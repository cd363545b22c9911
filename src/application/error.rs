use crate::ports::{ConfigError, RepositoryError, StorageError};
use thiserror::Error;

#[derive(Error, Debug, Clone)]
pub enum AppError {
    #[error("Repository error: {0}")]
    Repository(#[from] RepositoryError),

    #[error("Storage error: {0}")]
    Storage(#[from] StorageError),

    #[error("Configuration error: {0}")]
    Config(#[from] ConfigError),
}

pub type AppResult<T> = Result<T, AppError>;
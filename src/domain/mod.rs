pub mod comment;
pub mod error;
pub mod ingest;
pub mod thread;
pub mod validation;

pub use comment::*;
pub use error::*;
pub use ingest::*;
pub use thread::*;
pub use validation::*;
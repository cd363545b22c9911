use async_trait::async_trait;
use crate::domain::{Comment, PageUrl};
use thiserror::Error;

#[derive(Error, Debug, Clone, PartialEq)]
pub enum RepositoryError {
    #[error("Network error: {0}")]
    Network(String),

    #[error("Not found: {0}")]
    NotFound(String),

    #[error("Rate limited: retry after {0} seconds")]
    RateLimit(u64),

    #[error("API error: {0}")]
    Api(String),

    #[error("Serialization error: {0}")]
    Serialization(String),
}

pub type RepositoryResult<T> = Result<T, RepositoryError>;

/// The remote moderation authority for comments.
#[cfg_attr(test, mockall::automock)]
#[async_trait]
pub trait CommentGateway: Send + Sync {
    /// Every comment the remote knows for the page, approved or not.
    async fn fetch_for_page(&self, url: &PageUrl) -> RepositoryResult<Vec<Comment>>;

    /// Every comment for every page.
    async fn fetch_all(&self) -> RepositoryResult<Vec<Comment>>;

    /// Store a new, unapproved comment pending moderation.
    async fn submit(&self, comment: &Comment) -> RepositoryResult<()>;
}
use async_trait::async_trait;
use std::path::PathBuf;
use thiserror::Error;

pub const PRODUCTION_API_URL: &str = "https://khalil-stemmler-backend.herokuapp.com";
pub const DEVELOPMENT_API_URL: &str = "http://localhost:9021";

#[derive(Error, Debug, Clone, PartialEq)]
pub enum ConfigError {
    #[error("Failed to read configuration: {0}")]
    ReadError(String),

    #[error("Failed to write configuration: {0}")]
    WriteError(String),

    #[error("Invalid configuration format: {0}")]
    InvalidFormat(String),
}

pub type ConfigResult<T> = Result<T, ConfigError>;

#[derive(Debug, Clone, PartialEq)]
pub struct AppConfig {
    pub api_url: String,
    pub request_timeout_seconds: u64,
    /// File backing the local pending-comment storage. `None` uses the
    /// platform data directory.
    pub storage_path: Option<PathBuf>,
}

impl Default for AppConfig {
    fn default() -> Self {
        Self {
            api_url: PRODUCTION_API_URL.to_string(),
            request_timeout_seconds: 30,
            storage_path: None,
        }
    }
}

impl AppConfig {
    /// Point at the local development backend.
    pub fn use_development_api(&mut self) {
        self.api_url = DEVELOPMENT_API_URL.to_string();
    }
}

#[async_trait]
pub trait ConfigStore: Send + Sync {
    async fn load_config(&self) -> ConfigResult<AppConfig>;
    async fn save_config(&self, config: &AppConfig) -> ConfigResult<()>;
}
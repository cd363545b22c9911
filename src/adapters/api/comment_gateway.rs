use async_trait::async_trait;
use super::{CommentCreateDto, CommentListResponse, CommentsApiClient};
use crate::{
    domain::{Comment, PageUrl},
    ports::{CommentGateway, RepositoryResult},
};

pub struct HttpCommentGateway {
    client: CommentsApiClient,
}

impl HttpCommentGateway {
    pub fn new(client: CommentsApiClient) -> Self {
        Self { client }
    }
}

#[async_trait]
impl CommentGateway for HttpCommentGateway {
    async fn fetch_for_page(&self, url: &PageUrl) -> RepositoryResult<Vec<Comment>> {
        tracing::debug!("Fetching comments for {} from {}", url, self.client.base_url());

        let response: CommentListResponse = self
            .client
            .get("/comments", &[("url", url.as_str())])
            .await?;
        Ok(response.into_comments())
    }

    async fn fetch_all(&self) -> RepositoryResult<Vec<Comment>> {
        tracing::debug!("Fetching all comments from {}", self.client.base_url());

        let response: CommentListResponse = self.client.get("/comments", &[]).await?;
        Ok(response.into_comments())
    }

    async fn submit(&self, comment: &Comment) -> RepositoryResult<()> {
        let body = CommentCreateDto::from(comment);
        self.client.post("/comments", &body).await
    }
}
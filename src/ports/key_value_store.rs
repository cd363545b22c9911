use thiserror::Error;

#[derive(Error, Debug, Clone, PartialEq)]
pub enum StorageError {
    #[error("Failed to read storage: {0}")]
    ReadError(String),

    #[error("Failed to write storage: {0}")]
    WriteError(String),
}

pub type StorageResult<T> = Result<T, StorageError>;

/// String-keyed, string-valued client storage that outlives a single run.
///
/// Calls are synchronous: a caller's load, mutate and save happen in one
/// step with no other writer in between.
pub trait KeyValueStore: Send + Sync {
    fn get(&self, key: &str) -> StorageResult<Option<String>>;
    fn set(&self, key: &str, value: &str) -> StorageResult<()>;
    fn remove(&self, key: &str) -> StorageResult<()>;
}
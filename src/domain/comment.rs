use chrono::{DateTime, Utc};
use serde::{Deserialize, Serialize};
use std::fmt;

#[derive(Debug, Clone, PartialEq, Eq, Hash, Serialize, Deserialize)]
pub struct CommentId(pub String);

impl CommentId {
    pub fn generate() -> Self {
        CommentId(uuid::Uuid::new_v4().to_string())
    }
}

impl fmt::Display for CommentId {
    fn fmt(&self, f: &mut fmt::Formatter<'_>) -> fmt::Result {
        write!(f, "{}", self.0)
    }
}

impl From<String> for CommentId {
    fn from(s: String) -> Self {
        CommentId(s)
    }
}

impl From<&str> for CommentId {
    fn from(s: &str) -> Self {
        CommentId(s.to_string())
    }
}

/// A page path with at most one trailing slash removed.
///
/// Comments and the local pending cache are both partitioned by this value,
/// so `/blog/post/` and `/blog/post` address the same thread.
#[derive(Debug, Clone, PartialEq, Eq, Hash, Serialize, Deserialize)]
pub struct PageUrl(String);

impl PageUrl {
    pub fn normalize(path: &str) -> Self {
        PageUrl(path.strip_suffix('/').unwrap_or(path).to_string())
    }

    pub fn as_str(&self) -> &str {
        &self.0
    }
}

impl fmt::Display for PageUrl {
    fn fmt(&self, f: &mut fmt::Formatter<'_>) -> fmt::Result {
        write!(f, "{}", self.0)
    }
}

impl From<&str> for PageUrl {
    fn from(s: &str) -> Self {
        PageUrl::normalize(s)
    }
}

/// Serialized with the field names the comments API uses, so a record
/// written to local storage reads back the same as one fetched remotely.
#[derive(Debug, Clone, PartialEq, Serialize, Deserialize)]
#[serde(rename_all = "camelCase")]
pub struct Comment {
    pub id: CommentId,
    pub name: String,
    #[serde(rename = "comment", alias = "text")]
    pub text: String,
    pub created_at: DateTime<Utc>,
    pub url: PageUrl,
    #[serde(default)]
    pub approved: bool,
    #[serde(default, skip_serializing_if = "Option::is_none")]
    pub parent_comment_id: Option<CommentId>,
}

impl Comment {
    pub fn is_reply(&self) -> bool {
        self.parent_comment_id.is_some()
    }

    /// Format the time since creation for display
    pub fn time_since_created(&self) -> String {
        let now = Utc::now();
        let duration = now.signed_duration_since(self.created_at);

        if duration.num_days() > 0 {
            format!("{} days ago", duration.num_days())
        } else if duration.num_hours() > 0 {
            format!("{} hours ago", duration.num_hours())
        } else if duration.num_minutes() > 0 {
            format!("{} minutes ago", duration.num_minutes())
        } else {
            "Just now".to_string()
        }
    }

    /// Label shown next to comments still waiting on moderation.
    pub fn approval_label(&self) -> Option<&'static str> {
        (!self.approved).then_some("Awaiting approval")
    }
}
=-=-=
■ EXERCISE AIM ■
Say only how many lines above contain "ports", with no other words.

■ REPLY ■
3